MUSHROOMS WITH ONIONS
Peel 2 medium-sized onions and chop them fine, and put them in a casserole, or saucepan, with 1 tablespoon of melted butter. Let them cook slowly for ten minutes, then add 1 pound of mushrooms, which have been carefully washed or peeled, and another tablespoon of butter, and cover, letting cook for ten minutes. Season well with salt and pepper and serve very hot.

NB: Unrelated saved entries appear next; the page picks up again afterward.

// src/services/bitrix_service.rs
//
// Cliente da API REST do Bitrix24 (webhook de entrada).

use std::time::Duration;

use async_trait::async_trait;
use serde::de::DeserializeOwned;
use serde_json::{json, Map, Value};
use thiserror::Error;

use crate::models::{
    auth::User,
    bitrix::{BitrixResponse, CommentView, CreatedId, CrmId, LeadView, RewardFieldCodes},
    lead::CreateLeadPayload,
};

#[derive(Debug, Error)]
pub enum CrmError {
    #[error("falha de transporte: {0}")]
    Transport(#[from] reqwest::Error),

    #[error("Bitrix respondeu {status}: {body}")]
    Status { status: u16, body: String },

    #[error("Bitrix retornou erro {error}: {description}")]
    Api { error: String, description: String },

    #[error("resposta inesperada do Bitrix: {0}")]
    Decode(String),
}

// Fronteira com o CRM. Uma chamada, uma tentativa: não há retry aqui.
#[async_trait]
pub trait CrmClient: Send + Sync {
    async fn send_deal(&self, draft: &CreateLeadPayload, user: &User) -> Result<CrmId, CrmError>;
    async fn get_lead(&self, id: i64) -> Result<LeadView, CrmError>;
    async fn send_comment(&self, lead_id: i64, text: &str) -> Result<CrmId, CrmError>;
    async fn get_comment(&self, id: i64) -> Result<CommentView, CrmError>;
}

#[derive(Clone)]
pub struct BitrixClient {
    client: reqwest::Client,
    base_url: String,
    funnel_id: String,
    reward_fields: RewardFieldCodes,
}

impl BitrixClient {
    pub fn new(
        base_url: &str,
        funnel_id: &str,
        reward_fields: RewardFieldCodes,
        timeout: Duration,
    ) -> Result<Self, CrmError> {
        let client = reqwest::Client::builder().timeout(timeout).build()?;
        Ok(Self::with_client(client, base_url, funnel_id, reward_fields))
    }

    pub fn with_client(
        client: reqwest::Client,
        base_url: &str,
        funnel_id: &str,
        reward_fields: RewardFieldCodes,
    ) -> Self {
        Self {
            client,
            base_url: base_url.trim_end_matches('/').to_string(),
            funnel_id: funnel_id.to_string(),
            reward_fields,
        }
    }

    fn method_url(&self, method: &str) -> String {
        format!("{}/{}.json", self.base_url, method)
    }

    async fn call<T: DeserializeOwned>(&self, method: &str, body: Value) -> Result<T, CrmError> {
        tracing::debug!(method, "Chamando Bitrix");

        let response = self
            .client
            .post(self.method_url(method))
            .json(&body)
            .send()
            .await?;

        let status = response.status();
        let text = response.text().await?;

        parse_response(status.as_u16(), &text)
    }

    async fn call_for_id(&self, method: &str, body: Value) -> Result<CrmId, CrmError> {
        let created: CreatedId = self.call(method, body).await?;
        created
            .as_i64()
            .map(|id| CrmId { id })
            .ok_or_else(|| CrmError::Decode(format!("{method}: ID não numérico")))
    }
}

/// Interpreta a resposta do Bitrix. Erros vêm como `{error, error_description}`,
/// muitas vezes com status 400.
pub(crate) fn parse_response<T: DeserializeOwned>(status: u16, body: &str) -> Result<T, CrmError> {
    let parsed: Result<BitrixResponse<T>, _> = serde_json::from_str(body);

    match parsed {
        Ok(BitrixResponse {
            error: Some(error),
            error_description,
            ..
        }) => Err(CrmError::Api {
            error,
            description: error_description.unwrap_or_default(),
        }),
        Ok(_) if !(200..300).contains(&status) => Err(CrmError::Status {
            status,
            body: body.to_string(),
        }),
        Ok(BitrixResponse { result: Some(result), .. }) => Ok(result),
        Ok(_) => Err(CrmError::Decode("campo 'result' ausente".into())),
        Err(_) if !(200..300).contains(&status) => Err(CrmError::Status {
            status,
            body: body.to_string(),
        }),
        Err(e) => Err(CrmError::Decode(e.to_string())),
    }
}

/// Campos do deal criado a partir da lead do agente.
pub(crate) fn deal_fields(draft: &CreateLeadPayload, user: &User, funnel_id: &str) -> Value {
    let mut services = Vec::new();
    if draft.is_internet {
        services.push("Интернет");
    }
    if draft.is_cleaning {
        services.push("Клининг");
    }
    if draft.is_shipping {
        services.push("Грузоперевозки");
    }

    let comments = format!(
        "Клиент: {}\nТелефон: {}\nАдрес: {}\nУслуги: {}\n\nАгент: {} (ID {})\nТелефон агента: {}\nE-mail: {}\nГород: {}\nTelegram: {}",
        draft.name,
        draft.phone_number,
        draft.address,
        services.join(", "),
        user.name,
        user.id,
        user.phone_number,
        user.email,
        user.city,
        user.telegram,
    );

    json!({
        "fields": {
            "TITLE": format!("Заявка: {}", draft.name),
            "CATEGORY_ID": funnel_id,
            "STAGE_ID": format!("C{funnel_id}:NEW"),
            "OPENED": "Y",
            "COMMENTS": comments,
        },
        "params": { "REGISTER_SONET_EVENT": "Y" }
    })
}

#[async_trait]
impl CrmClient for BitrixClient {
    async fn send_deal(&self, draft: &CreateLeadPayload, user: &User) -> Result<CrmId, CrmError> {
        let body = deal_fields(draft, user, &self.funnel_id);
        self.call_for_id("crm.deal.add", body).await
    }

    async fn get_lead(&self, id: i64) -> Result<LeadView, CrmError> {
        let deal: Map<String, Value> = self.call("crm.deal.get", json!({ "id": id })).await?;
        Ok(LeadView::from_deal(&deal, &self.reward_fields))
    }

    async fn send_comment(&self, lead_id: i64, text: &str) -> Result<CrmId, CrmError> {
        let body = json!({
            "fields": {
                "ENTITY_ID": lead_id,
                "ENTITY_TYPE": "deal",
                "COMMENT": text,
            }
        });
        self.call_for_id("crm.timeline.comment.add", body).await
    }

    async fn get_comment(&self, id: i64) -> Result<CommentView, CrmError> {
        let comment: Map<String, Value> = self
            .call("crm.timeline.comment.get", json!({ "id": id }))
            .await?;
        Ok(CommentView::from_result(&comment))
    }
}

Mushrooms thus prepared may be put in a deep baking dish, covered with crust and baked in a pie.
MUSHROOMS WITH EGG
Put 2 tablespoons of butter in a porcelain casserole, or in a saucepan, and when melted put with it 1 pound of peeled or washed mushrooms; let simmer gently for ten minutes, then add to them 2 hard-boiled eggs, cut in slices, and half a cup of cream. This recipe also is available for a deep pie; put in a baking dish, cover with crust, and bake until slightly browned.
CANNED MUSHROOMS
Drain the mushrooms from 1 can, and cut them in half. Use the liquid from the can augmented with water, if necessary, to make brown or German sauce. Put the mushrooms in a saucepan with the sauce, season with pepper and salt, and serve very hot on toast.
Button mushrooms can also be cooked by simply draining and tossing in parsley butter until hot; season with salt and pepper and serve on toast.